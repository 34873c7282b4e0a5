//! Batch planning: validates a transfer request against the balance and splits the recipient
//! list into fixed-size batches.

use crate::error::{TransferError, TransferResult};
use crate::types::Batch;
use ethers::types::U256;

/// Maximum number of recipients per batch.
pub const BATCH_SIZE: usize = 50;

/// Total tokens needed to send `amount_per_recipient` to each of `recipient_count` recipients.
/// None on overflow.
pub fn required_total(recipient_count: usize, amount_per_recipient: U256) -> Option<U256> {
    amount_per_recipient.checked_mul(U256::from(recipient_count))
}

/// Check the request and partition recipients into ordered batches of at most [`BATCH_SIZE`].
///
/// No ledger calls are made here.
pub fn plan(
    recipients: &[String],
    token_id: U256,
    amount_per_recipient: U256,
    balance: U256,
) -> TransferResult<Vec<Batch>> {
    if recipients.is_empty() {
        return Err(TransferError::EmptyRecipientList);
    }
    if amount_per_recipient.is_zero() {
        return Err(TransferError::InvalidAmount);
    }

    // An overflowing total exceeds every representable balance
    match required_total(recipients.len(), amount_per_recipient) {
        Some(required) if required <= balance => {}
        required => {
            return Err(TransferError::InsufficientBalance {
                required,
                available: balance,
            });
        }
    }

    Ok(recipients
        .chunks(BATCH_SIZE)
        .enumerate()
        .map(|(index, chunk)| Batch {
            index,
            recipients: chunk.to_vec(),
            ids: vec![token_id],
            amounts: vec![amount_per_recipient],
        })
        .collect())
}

•••••

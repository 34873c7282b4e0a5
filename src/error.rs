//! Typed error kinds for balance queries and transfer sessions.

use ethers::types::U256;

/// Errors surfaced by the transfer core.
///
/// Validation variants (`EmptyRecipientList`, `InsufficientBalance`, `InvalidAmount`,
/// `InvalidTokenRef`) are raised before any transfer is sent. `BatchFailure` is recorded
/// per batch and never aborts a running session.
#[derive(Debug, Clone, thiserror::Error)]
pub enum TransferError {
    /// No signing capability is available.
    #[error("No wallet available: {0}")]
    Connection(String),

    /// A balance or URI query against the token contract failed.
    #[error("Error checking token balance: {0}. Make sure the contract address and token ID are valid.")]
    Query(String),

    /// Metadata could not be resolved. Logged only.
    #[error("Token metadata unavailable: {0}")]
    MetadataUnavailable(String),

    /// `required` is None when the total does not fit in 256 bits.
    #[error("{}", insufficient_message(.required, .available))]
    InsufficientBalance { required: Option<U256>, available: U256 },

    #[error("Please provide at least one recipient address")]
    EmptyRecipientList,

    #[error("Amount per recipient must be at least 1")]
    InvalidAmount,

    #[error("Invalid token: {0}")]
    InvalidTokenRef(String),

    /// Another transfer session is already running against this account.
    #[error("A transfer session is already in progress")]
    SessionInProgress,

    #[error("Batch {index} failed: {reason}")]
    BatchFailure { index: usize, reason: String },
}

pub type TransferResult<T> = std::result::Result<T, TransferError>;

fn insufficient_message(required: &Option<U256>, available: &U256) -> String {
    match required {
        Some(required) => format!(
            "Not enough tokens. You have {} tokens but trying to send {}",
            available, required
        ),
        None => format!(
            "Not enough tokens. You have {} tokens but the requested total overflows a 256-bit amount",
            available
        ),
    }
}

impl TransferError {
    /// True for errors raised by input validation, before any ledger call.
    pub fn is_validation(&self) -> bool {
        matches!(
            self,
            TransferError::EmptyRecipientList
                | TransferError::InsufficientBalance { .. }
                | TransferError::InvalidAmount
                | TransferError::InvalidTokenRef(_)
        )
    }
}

•••••

**Work order**:
Looking at the entries, work out how many lines include the word "already" and give the number by itself.

**Response to this task**:
2